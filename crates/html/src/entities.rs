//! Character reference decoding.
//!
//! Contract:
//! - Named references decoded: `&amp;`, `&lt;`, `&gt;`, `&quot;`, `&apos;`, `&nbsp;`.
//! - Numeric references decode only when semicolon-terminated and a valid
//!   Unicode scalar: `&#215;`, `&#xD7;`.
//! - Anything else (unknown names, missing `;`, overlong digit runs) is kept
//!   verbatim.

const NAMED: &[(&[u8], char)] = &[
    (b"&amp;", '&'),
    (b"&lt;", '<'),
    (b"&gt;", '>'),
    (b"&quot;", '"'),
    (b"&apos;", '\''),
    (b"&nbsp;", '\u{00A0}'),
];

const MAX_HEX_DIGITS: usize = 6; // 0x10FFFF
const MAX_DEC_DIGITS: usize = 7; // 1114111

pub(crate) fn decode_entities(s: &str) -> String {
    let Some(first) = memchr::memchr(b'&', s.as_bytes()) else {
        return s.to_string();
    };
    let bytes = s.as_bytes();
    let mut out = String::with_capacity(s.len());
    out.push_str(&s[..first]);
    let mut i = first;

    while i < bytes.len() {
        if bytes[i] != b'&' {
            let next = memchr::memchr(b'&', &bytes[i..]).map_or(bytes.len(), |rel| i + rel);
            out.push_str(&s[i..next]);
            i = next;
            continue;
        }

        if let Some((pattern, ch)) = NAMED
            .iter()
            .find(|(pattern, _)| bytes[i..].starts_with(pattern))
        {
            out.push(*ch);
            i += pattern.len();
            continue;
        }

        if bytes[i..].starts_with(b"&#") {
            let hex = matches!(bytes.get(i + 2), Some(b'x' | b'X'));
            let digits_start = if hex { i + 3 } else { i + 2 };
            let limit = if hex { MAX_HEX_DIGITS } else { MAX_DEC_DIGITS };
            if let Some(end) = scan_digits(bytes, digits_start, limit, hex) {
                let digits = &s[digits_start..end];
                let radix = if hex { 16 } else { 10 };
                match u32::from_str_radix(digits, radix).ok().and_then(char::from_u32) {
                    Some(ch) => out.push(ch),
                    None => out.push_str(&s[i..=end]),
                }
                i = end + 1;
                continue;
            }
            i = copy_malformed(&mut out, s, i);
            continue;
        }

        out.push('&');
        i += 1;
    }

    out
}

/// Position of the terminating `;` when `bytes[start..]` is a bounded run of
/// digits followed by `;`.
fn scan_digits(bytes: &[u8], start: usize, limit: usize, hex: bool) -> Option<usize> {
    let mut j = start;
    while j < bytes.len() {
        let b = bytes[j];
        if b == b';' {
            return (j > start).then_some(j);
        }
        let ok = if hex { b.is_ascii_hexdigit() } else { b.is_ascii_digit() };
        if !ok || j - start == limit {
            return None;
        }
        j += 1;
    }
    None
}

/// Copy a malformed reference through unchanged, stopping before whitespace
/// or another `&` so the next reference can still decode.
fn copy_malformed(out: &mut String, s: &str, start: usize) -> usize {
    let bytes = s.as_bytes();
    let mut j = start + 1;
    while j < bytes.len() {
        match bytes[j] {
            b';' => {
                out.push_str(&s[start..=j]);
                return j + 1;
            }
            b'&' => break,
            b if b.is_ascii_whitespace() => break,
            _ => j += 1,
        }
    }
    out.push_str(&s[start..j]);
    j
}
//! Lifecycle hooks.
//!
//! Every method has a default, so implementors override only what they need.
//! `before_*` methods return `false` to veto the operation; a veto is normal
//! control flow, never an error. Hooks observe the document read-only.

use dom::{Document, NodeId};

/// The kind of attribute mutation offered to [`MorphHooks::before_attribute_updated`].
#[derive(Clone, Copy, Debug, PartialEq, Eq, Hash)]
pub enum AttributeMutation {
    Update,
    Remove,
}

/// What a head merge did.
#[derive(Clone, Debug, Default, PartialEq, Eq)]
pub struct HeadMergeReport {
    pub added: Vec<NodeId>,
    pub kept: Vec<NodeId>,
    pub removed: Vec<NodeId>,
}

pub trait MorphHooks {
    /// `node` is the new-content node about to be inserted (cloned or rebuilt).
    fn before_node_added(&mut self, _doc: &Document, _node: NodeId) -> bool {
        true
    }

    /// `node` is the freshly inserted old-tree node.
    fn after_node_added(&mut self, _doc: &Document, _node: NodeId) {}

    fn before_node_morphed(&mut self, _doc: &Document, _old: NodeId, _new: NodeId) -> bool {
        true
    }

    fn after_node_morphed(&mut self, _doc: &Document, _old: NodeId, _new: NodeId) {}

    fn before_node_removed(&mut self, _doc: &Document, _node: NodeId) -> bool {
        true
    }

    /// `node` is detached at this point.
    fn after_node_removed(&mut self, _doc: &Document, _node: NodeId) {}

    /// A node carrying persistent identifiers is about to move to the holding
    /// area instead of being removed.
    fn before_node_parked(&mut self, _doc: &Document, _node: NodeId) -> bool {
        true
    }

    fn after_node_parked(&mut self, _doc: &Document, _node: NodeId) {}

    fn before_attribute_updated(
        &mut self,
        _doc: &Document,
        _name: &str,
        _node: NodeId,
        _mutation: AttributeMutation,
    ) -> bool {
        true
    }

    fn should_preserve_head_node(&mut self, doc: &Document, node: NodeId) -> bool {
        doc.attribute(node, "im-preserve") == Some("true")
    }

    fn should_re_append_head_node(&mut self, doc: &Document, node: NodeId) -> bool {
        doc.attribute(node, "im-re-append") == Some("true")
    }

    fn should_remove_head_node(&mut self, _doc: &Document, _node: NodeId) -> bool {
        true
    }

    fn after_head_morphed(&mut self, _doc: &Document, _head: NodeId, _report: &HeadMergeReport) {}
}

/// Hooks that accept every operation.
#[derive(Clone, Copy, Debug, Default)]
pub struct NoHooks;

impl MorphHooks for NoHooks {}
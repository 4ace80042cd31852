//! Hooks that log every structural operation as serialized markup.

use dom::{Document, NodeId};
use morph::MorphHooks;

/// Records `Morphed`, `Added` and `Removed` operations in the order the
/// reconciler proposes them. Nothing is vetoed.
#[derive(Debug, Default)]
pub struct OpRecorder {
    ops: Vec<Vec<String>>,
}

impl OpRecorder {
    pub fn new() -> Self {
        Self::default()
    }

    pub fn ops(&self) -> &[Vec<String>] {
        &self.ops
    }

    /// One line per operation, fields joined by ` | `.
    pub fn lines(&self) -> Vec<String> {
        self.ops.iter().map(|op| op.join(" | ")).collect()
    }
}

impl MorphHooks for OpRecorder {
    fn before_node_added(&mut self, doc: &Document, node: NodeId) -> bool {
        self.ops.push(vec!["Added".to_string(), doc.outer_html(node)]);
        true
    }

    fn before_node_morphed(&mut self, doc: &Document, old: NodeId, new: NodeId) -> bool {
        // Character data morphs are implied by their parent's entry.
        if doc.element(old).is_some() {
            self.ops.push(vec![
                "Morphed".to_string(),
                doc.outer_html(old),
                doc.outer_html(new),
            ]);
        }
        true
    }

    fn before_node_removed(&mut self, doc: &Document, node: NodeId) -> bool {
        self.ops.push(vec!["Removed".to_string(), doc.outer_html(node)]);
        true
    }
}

****

None of the records may be left out; each is to be restated exactly.

filename crates/html/src/entities.rs
//! Character reference decoding.
//!
//! Contract:
//! - Named references decoded: `&amp;`, `&lt;`, `&gt;`, `&quot;`, `&apos;`, `&nbsp;`.
//! - Numeric references decode only when semicolon-terminated and a valid
//!   Unicode scalar: `&#215;`, `&#xD7;`.
//! - Anything else (unknown names, missing `;`, overlong digit runs) is kept
//!   verbatim.

const NAMED: &[(&[u8], char)] = &[
    (b"&amp;", '&'),
    (b"&lt;", '<'),
    (b"&gt;", '>'),
    (b"&quot;", '"'),
    (b"&apos;", '\''),
    (b"&nbsp;", '\u{00A0}'),
];

const MAX_HEX_DIGITS: usize = 6; // 0x10FFFF
const MAX_DEC_DIGITS: usize = 7; // 1114111

pub(crate) fn decode_entities(s: &str) -> String {
    let Some(first) = memchr::memchr(b'&', s.as_bytes()) else {
        return s.to_string();
    };
    let bytes = s.as_bytes();
    let mut out = String::with_capacity(s.len());
    out.push_str(&s[..first]);
    let mut i = first;

    while i < bytes.len() {
        if bytes[i] != b'&' {
            let next = memchr::memchr(b'&', &bytes[i..]).map_or(bytes.len(), |rel| i + rel);
            out.push_str(&s[i..next]);
            i = next;
            continue;
        }

        if let Some((pattern, ch)) = NAMED
            .iter()
            .find(|(pattern, _)| bytes[i..].starts_with(pattern))
        {
            out.push(*ch);
            i += pattern.len();
            continue;
        }

        if bytes[i..].starts_with(b"&#") {
            let hex = matches!(bytes.get(i + 2), Some(b'x' | b'X'));
            let digits_start = if hex { i + 3 } else { i + 2 };
            let limit = if hex { MAX_HEX_DIGITS } else { MAX_DEC_DIGITS };
            if let Some(end) = scan_digits(bytes, digits_start, limit, hex) {
                let digits = &s[digits_start..end];
                let radix = if hex { 16 } else { 10 };
                match u32::from_str_radix(digits, radix).ok().and_then(char::from_u32) {
                    Some(ch) => out.push(ch),
                    None => out.push_str(&s[i..=end]),
                }
                i = end + 1;
                continue;
            }
            i = copy_malformed(&mut out, s, i);
            continue;
        }

        out.push('&');
        i += 1;
    }

    out
}

/// Position of the terminating `;` when `bytes[start..]` is a bounded run of
/// digits followed by `;`.
fn scan_digits(bytes: &[u8], start: usize, limit: usize, hex: bool) -> Option<usize> {
    let mut j = start;
    while j < bytes.len() {
        let b = bytes[j];
        if b == b';' {
            return (j > start).then_some(j);
        }
        let ok = if hex { b.is_ascii_hexdigit() } else { b.is_ascii_digit() };
        if !ok || j - start == limit {
            return None;
        }
        j += 1;
    }
    None
}

/// Copy a malformed reference through unchanged, stopping before whitespace
/// or another `&` so the next reference can still decode.
fn copy_malformed(out: &mut String, s: &str, start: usize) -> usize {
    let bytes = s.as_bytes();
    let mut j = start + 1;
    while j < bytes.len() {
        match bytes[j] {
            b';' => {
                out.push_str(&s[start..=j]);
                return j + 1;
            }
            b'&' => break,
            b if b.is_ascii_whitespace() => break,
            _ => j += 1,
        }
    }
    out.push_str(&s[start..j]);
    j
}
//! Lifecycle hooks.
//!
//! Every method has a default, so implementors override only what they need.
//! `before_*` methods return `false` to veto the operation; a veto is normal
//! control flow, never an error. Hooks observe the document read-only.

use dom::{Document, NodeId};

/// The kind of attribute mutation offered to [`MorphHooks::before_attribute_updated`].
#[derive(Clone, Copy, Debug, PartialEq, Eq, Hash)]
pub enum AttributeMutation {
    Update,
    Remove,
}

/// What a head merge did.
#[derive(Clone, Debug, Default, PartialEq, Eq)]
pub struct HeadMergeReport {
    pub added: Vec<NodeId>,
    pub kept: Vec<NodeId>,
    pub removed: Vec<NodeId>,
}

pub trait MorphHooks {
    /// `node` is the new-content node about to be inserted (cloned or rebuilt).
    fn before_node_added(&mut self, _doc: &Document, _node: NodeId) -> bool {
        true
    }

    /// `node` is the freshly inserted old-tree node.
    fn after_node_added(&mut self, _doc: &Document, _node: NodeId) {}

    fn before_node_morphed(&mut self, _doc: &Document, _old: NodeId, _new: NodeId) -> bool {
        true
    }

    fn after_node_morphed(&mut self, _doc: &Document, _old: NodeId, _new: NodeId) {}

    fn before_node_removed(&mut self, _doc: &Document, _node: NodeId) -> bool {
        true
    }

    /// `node` is detached at this point.
    fn after_node_removed(&mut self, _doc: &Document, _node: NodeId) {}

    /// A node carrying persistent identifiers is about to move to the holding
    /// area instead of being removed.
    fn before_node_parked(&mut self, _doc: &Document, _node: NodeId) -> bool {
        true
    }

    fn after_node_parked(&mut self, _doc: &Document, _node: NodeId) {}

    fn before_attribute_updated(
        &mut self,
        _doc: &Document,
        _name: &str,
        _node: NodeId,
        _mutation: AttributeMutation,
    ) -> bool {
        true
    }

    fn should_preserve_head_node(&mut self, doc: &Document, node: NodeId) -> bool {
        doc.attribute(node, "im-preserve") == Some("true")
    }

    fn should_re_append_head_node(&mut self, doc: &Document, node: NodeId) -> bool {
        doc.attribute(node, "im-re-append") == Some("true")
    }

    fn should_remove_head_node(&mut self, _doc: &Document, _node: NodeId) -> bool {
        true
    }

    fn after_head_morphed(&mut self, _doc: &Document, _head: NodeId, _report: &HeadMergeReport) {}
}

/// Hooks that accept every operation.
#[derive(Clone, Copy, Debug, Default)]
pub struct NoHooks;

impl MorphHooks for NoHooks {}
repository 4ace80042cd31852
//! Hooks that log every structural operation as serialized markup.

use dom::{Document, NodeId};
use morph::MorphHooks;

/// Records `Morphed`, `Added` and `Removed` operations in the order the
/// reconciler proposes them. Nothing is vetoed.
#[derive(Debug, Default)]
pub struct OpRecorder {
    ops: Vec<Vec<String>>,
}

impl OpRecorder {
    pub fn new() -> Self {
        Self::default()
    }

    pub fn ops(&self) -> &[Vec<String>] {
        &self.ops
    }

    /// One line per operation, fields joined by ` | `.
    pub fn lines(&self) -> Vec<String> {
        self.ops.iter().map(|op| op.join(" | ")).collect()
    }
}

impl MorphHooks for OpRecorder {
    fn before_node_added(&mut self, doc: &Document, node: NodeId) -> bool {
        self.ops.push(vec!["Added".to_string(), doc.outer_html(node)]);
        true
    }

    fn before_node_morphed(&mut self, doc: &Document, old: NodeId, new: NodeId) -> bool {
        // Character data morphs are implied by their parent's entry.
        if doc.element(old).is_some() {
            self.ops.push(vec![
                "Morphed".to_string(),
                doc.outer_html(old),
                doc.outer_html(new),
            ]);
        }
        true
    }

    fn before_node_removed(&mut self, doc: &Document, node: NodeId) -> bool {
        self.ops.push(vec!["Removed".to_string(), doc.outer_html(node)]);
        true
    }
}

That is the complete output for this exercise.